Bimbo con il cuore “bruciato”, consulto con esperti da tutta Italia per non abbandonare la speranza
Il summit medico mercoledì a Napoli, la mamma: «Io non mollo». In Procura sentito un cardiologo del MonaldiPer restare aggiornato entra nel nostro canale Whatsapp
Per decidere se il bambino da due mesi in gravissime condizioni dopo il trapianto di un cuore danneggiato possa essere sottoposto o meno all'impianto di un nuovo organo l'ospedale Monaldi chiama a consulto esperti di tutta Italia.
La valutazione clinica degli specialisti interni era attesa per oggi, poi slittata a domani e infine fissata a mercoledì: ma la novità è l'annuncio, avvenuto in serata, del coinvolgimento di sanitari di primo piano da altre regioni. In attesa di mercoledì il bimbo resta nella lista dei trapiantandi.
«Non mollo, non perdo la speranza», dice mamma Patrizia che anche oggi, come ogni giorno, è andata a trovare il suo "piccolo guerriero" e a ricevere notizie dai medici.

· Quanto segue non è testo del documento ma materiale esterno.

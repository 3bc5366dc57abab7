//! WebAssembly module for the roast companion
//!
//! Provides client-side computation for:
//! - Roast plan and pre-heat form validation
//! - Elapsed time formatting
//! - Turning point detection over a recorded temperature series
//! - Dashboard metrics and development ratio

use std::time::Duration;

use serde::Serialize;
use wasm_bindgen::prelude::*;

use roast_core::control::find_turning_point;
use roast_core::{calculate_metrics, RoastPlan, RoastProfile, TempSample};

// Re-export shared types for use in JavaScript
pub use roast_core::models::*;
pub use roast_core::types::*;
pub use roast_core::validation::*;

/// Initialize the WASM module
#[wasm_bindgen(start)]
pub fn init() {
    // Set up panic hook for better error messages in browser console
    #[cfg(feature = "console_error_panic_hook")]
    console_error_panic_hook::set_once();
}

fn parse<T: serde::de::DeserializeOwned>(json: &str, what: &str) -> Result<T, JsValue> {
    serde_json::from_str(json).map_err(|e| {
        let message = format!("Invalid {} JSON: {}", what, e);
        warn(&message);
        JsValue::from_str(&message)
    })
}

fn to_json<T: Serialize>(value: &T) -> Result<String, JsValue> {
    serde_json::to_string(value).map_err(|e| JsValue::from_str(&e.to_string()))
}

#[cfg(target_arch = "wasm32")]
fn warn(message: &str) {
    web_sys::console::warn_1(&JsValue::from_str(message));
}

#[cfg(not(target_arch = "wasm32"))]
fn warn(_message: &str) {}

/// Validate a roast plan; returns a JSON array of field errors, empty when valid
#[wasm_bindgen]
pub fn validate_roast_plan_json(plan_json: &str) -> Result<String, JsValue> {
    let plan: RoastPlan = parse(plan_json, "roast plan")?;
    let errors = validate_roast_plan(&plan).err().unwrap_or_default();
    to_json(&errors)
}

/// Pre-heat target error message, or `None` when the target is valid
#[wasm_bindgen]
pub fn check_pre_heat_target(temperature: f64) -> Option<String> {
    validate_pre_heat_target(temperature).err().map(|e| e.message)
}

/// Format seconds as `m:ss`
#[wasm_bindgen]
pub fn format_elapsed(seconds: u32) -> String {
    format_elapsed_time(seconds)
}

#[wasm_bindgen]
pub fn elapsed_minutes(seconds: u32) -> f64 {
    seconds_to_minutes(seconds)
}

/// Find the turning point in a recorded series of temperature samples.
///
/// Returns the JSON `{temperature, detectedAt}` or `null`.
#[wasm_bindgen]
pub fn detect_turning_point(
    samples_json: &str,
    arm_delay_secs: u32,
    hysteresis: f64,
) -> Result<String, JsValue> {
    let samples: Vec<TempSample> = parse(samples_json, "temperature samples")?;
    let series: Vec<(u32, f64)> = samples.iter().map(|s| (s.elapsed, s.temp)).collect();
    let turning_point = find_turning_point(
        &series,
        Duration::from_secs(u64::from(arm_delay_secs)),
        hysteresis,
    );
    to_json(&turning_point)
}

/// Dashboard metrics over profiles ordered newest first; `null` when empty
#[wasm_bindgen]
pub fn calculate_dashboard_metrics(profiles_json: &str) -> Result<String, JsValue> {
    let profiles: Vec<RoastProfile> = parse(profiles_json, "roast profiles")?;
    to_json(&calculate_metrics(&profiles))
}

/// Development time ratio in percent
#[wasm_bindgen]
pub fn calculate_development_ratio(first_crack_time: u32, drop_time: u32) -> f64 {
    development_ratio(first_crack_time, drop_time)
}

#[wasm_bindgen]
pub fn is_development_ratio_recommended(first_crack_time: u32, drop_time: u32) -> bool {
    is_recommended_development_ratio(first_crack_time, drop_time)
}
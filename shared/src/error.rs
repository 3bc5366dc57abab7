//! Errors raised by the roast control machines

use thiserror::Error;

use crate::validation::FieldError;

/// Rejections of operator commands. None of these mutate session state.
#[derive(Error, Debug, Clone, PartialEq)]
pub enum RoastError {
    #[error("Invalid state transition: {0}")]
    InvalidTransition(String),

    #[error("Validation failed on {} field(s)", .0.len())]
    Validation(Vec<FieldError>),

    #[error("Heater control is disabled by the safety interlock")]
    HeaterLocked,

    #[error("No roast session is active")]
    NotRoasting,
}

impl RoastError {
    pub fn transition(message: impl Into<String>) -> Self {
        RoastError::InvalidTransition(message.into())
    }
}

impl From<FieldError> for RoastError {
    fn from(error: FieldError) -> Self {
        RoastError::Validation(vec![error])
    }
}

impl From<Vec<FieldError>> for RoastError {
    fn from(errors: Vec<FieldError>) -> Self {
        RoastError::Validation(errors)
    }
}

pub type RoastResult<T> = Result<T, RoastError>;
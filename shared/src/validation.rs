//! Validation of operator input for the roast control surfaces
//!
//! Every check runs synchronously before any state changes. A rejected form
//! leaves the session untouched and reports field-level errors.

use serde::{Deserialize, Serialize};
use validator::{Validate, ValidationErrors};

use crate::control::SafetySettings;
use crate::models::{ManualRoastSettings, RoastPlan, RoastProfileInput};

/// A rejected form field
#[derive(Debug, Clone, PartialEq, Eq, Serialize, Deserialize)]
pub struct FieldError {
    pub field: String,
    pub message: String,
}

impl FieldError {
    pub fn new(field: impl Into<String>, message: impl Into<String>) -> Self {
        Self {
            field: field.into(),
            message: message.into(),
        }
    }
}

/// Flatten `validator` output into field errors sorted by field name
pub fn field_errors(errors: &ValidationErrors) -> Vec<FieldError> {
    let mut out: Vec<FieldError> = errors
        .field_errors()
        .into_iter()
        .flat_map(|(field, errs)| {
            errs.iter().map(move |err| {
                let message = err
                    .message
                    .as_ref()
                    .map(|m| m.to_string())
                    .unwrap_or_else(|| err.code.to_string());
                FieldError::new(field, message)
            })
        })
        .collect();
    out.sort_by(|a, b| a.field.cmp(&b.field));
    out
}

// ============================================================================
// Auto Roast
// ============================================================================

/// Pre-heat target must be between 100°C and 200°C
pub fn validate_pre_heat_target(temperature: f64) -> Result<(), FieldError> {
    if !(100.0..=200.0).contains(&temperature) {
        return Err(FieldError::new(
            "pre_heat_target_temp",
            "Temperature must be between 100°C and 200°C",
        ));
    }
    Ok(())
}

/// Validate a roast plan: per-field ranges, strictly increasing phase
/// temperatures, and drying + first crack time strictly below drop time
pub fn validate_roast_plan(plan: &RoastPlan) -> Result<(), Vec<FieldError>> {
    let mut errors = match plan.validate() {
        Ok(()) => Vec::new(),
        Err(e) => field_errors(&e),
    };

    if plan.drying_target_temp >= plan.first_crack_target_temp {
        errors.push(FieldError::new(
            "first_crack_target_temp",
            "Temperature must be above the drying target temperature",
        ));
    }
    if plan.first_crack_target_temp >= plan.drop_target_temp {
        errors.push(FieldError::new(
            "first_crack_target_temp",
            "Temperature exceeds drop target temperature",
        ));
    }
    let phase_time = u64::from(plan.drying_target_time) + u64::from(plan.first_crack_target_time);
    if phase_time >= u64::from(plan.drop_target_time) {
        errors.push(FieldError::new(
            "drying_target_time",
            "Total time exceeds drop target time",
        ));
        errors.push(FieldError::new(
            "first_crack_target_time",
            "Total time exceeds drop target time",
        ));
    }

    if errors.is_empty() {
        Ok(())
    } else {
        Err(errors)
    }
}

// ============================================================================
// Manual Roast
// ============================================================================

/// Manual start form; bounds derive from the system ceiling
pub fn validate_manual_settings(
    settings: &ManualRoastSettings,
    safety: &SafetySettings,
) -> Result<(), Vec<FieldError>> {
    let mut errors = Vec::new();
    let ceiling = safety.system_max_temperature;

    let target_max = ceiling - 20.0;
    if !(50.0..=target_max).contains(&settings.target_temperature) {
        errors.push(FieldError::new(
            "target_temperature",
            format!("Temperature must be between 50°C and {}°C", target_max),
        ));
    }

    let safety_max = ceiling - 10.0;
    if !(100.0..=safety_max).contains(&settings.max_safety_temp) {
        errors.push(FieldError::new(
            "max_safety_temp",
            format!("Temperature must be between 100°C and {}°C", safety_max),
        ));
    }

    if settings.timer_enabled && !(1..=60).contains(&settings.timer_duration) {
        errors.push(FieldError::new(
            "timer_duration",
            "Duration must be between 1 and 60 minutes",
        ));
    }

    if errors.is_empty() {
        Ok(())
    } else {
        Err(errors)
    }
}

// ============================================================================
// Profiles
// ============================================================================

/// Validate a profile before it is written to the document store
pub fn validate_profile_input(input: &RoastProfileInput) -> Result<(), Vec<FieldError>> {
    let mut errors = match input.validate() {
        Ok(()) => Vec::new(),
        Err(e) => field_errors(&e),
    };
    if input.name.trim().is_empty() && !errors.iter().any(|e| e.field == "name") {
        errors.push(FieldError::new("name", "Profile name is required"));
    }
    if errors.is_empty() {
        Ok(())
    } else {
        Err(errors)
    }
}

/// Development time ratio in percent: time after first crack over total time
pub fn development_ratio(first_crack_time: u32, drop_time: u32) -> f64 {
    if first_crack_time == 0 || drop_time == 0 || first_crack_time >= drop_time {
        return 0.0;
    }
    f64::from(drop_time - first_crack_time) / f64::from(drop_time) * 100.0
}

/// Recommended development ratio window is 15–30%
pub fn is_recommended_development_ratio(first_crack_time: u32, drop_time: u32) -> bool {
    let ratio = development_ratio(first_crack_time, drop_time);
    (15.0..=30.0).contains(&ratio)
}

#[cfg(test)]
mod tests {
    use super::*;

    fn plan(drying_time: u32, first_crack_time: u32, drop_time: u32) -> RoastPlan {
        RoastPlan {
            drying_target_time: drying_time,
            first_crack_target_time: first_crack_time,
            drop_target_time: drop_time,
            ..RoastPlan::default()
        }
    }

    #[test]
    fn test_plan_rejected_when_phase_time_exceeds_drop_time() {
        let errors = validate_roast_plan(&plan(240, 180, 300)).unwrap_err();
        assert!(errors.iter().any(|e| e.field == "drying_target_time"));
        assert!(errors.iter().any(|e| e.field == "first_crack_target_time"));
    }

    #[test]
    fn test_plan_accepted_with_room_for_development() {
        assert!(validate_roast_plan(&plan(240, 180, 600)).is_ok());
    }

    #[test]
    fn test_plan_rejected_when_phase_time_equals_drop_time() {
        assert!(validate_roast_plan(&plan(240, 180, 420)).is_err());
    }

    #[test]
    fn test_plan_temperatures_must_increase() {
        let p = RoastPlan {
            drying_target_temp: 190.0,
            first_crack_target_temp: 180.0,
            ..RoastPlan::default()
        };
        let errors = validate_roast_plan(&p).unwrap_err();
        assert_eq!(errors.len(), 1);
        assert_eq!(errors[0].field, "first_crack_target_temp");

        let p = RoastPlan {
            first_crack_target_temp: 210.0,
            drop_target_temp: 205.0,
            ..RoastPlan::default()
        };
        assert!(validate_roast_plan(&p).is_err());
    }

    #[test]
    fn test_plan_field_ranges() {
        let p = RoastPlan {
            drying_target_temp: 90.0,
            ..RoastPlan::default()
        };
        let errors = validate_roast_plan(&p).unwrap_err();
        assert_eq!(errors[0].field, "drying_target_temp");

        let p = RoastPlan {
            drying_target_time: 30,
            ..RoastPlan::default()
        };
        assert!(validate_roast_plan(&p).is_err());
    }

    #[test]
    fn test_pre_heat_target_range() {
        assert!(validate_pre_heat_target(150.0).is_ok());
        assert!(validate_pre_heat_target(100.0).is_ok());
        assert!(validate_pre_heat_target(99.5).is_err());
        assert!(validate_pre_heat_target(201.0).is_err());
    }

    #[test]
    fn test_manual_settings_bounds_follow_ceiling() {
        let safety = SafetySettings::default();
        assert!(validate_manual_settings(&ManualRoastSettings::default(), &safety).is_ok());

        let too_hot = ManualRoastSettings {
            target_temperature: 285.0,
            max_safety_temp: 295.0,
            ..ManualRoastSettings::default()
        };
        let errors = validate_manual_settings(&too_hot, &safety).unwrap_err();
        assert_eq!(errors.len(), 2);
    }

    #[test]
    fn test_manual_timer_checked_only_when_enabled() {
        let safety = SafetySettings::default();
        let disabled = ManualRoastSettings {
            timer_enabled: false,
            timer_duration: 0,
            ..ManualRoastSettings::default()
        };
        assert!(validate_manual_settings(&disabled, &safety).is_ok());

        let enabled = ManualRoastSettings {
            timer_enabled: true,
            timer_duration: 61,
            ..ManualRoastSettings::default()
        };
        assert!(validate_manual_settings(&enabled, &safety).is_err());
    }

    #[test]
    fn test_development_ratio() {
        assert_eq!(development_ratio(480, 600), 20.0);
        assert_eq!(development_ratio(0, 600), 0.0);
        assert_eq!(development_ratio(600, 600), 0.0);
        assert!(is_recommended_development_ratio(480, 600));
        assert!(!is_recommended_development_ratio(580, 600));
    }
}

Notizie, pessime, erano quelle giunte ieri dal Bambin Gesù di Roma, interpellato per una consulenza. Secondo l'ospedale pediatrico capitolino il bimbo non può essere sottoposto a un secondo trapianto, a causa delle complicanze insorte dopo quasi due mesi di sopravvivenza con un macchinario per la respirazione e la circolazione extracorporee. Emorragia cerebrale, un'infezione non controllata e l'insufficienza renale, polmonare ed epatica sono i fattori che creano alto rischio di mortalità nel caso di un nuovo trapianto, anche a causa delle terapie immunosoppressive contro il rigetto.
D'altro canto, a meno di un miracolo queste patologie nel tempo sono destinate a peggiorare e senza un cuore funzionante il destino del bimbo appare comunque segnato. In parallelo all'attesa angosciosa dei familiari va avanti l'inchiesta della procura di Napoli (coordinata dall'aggiunto Antonio Ricci, pm Giuseppe Tittaferrante), che finora ha iscritto nel registro degli indagati sei sanitari, tra medici e paramedici del Monaldi, con l'ipotesi di lesioni colpose: sotto i riflettori dei pm tutto ciò che è accaduto il 23 dicembre scorso, quando l'équipe dell'ospedale napoletano si recò a Bolzano per prelevare il cuore che nel pomeriggio fu impiantato al piccolo paziente rivelandosi subito non funzionante.
Secondo la famiglia, l'organo fu "bruciato" durante il trasporto per l'uso di ghiaccio secco al posto di quello tradizionale, e prima dell'intervento nessuno si accorse dei danni al cuore. L'indagine è complessa, sia per i quasi due mesi trascorsi dall'evento sia perché coinvolge diversi soggetti, competenza e responsabilità.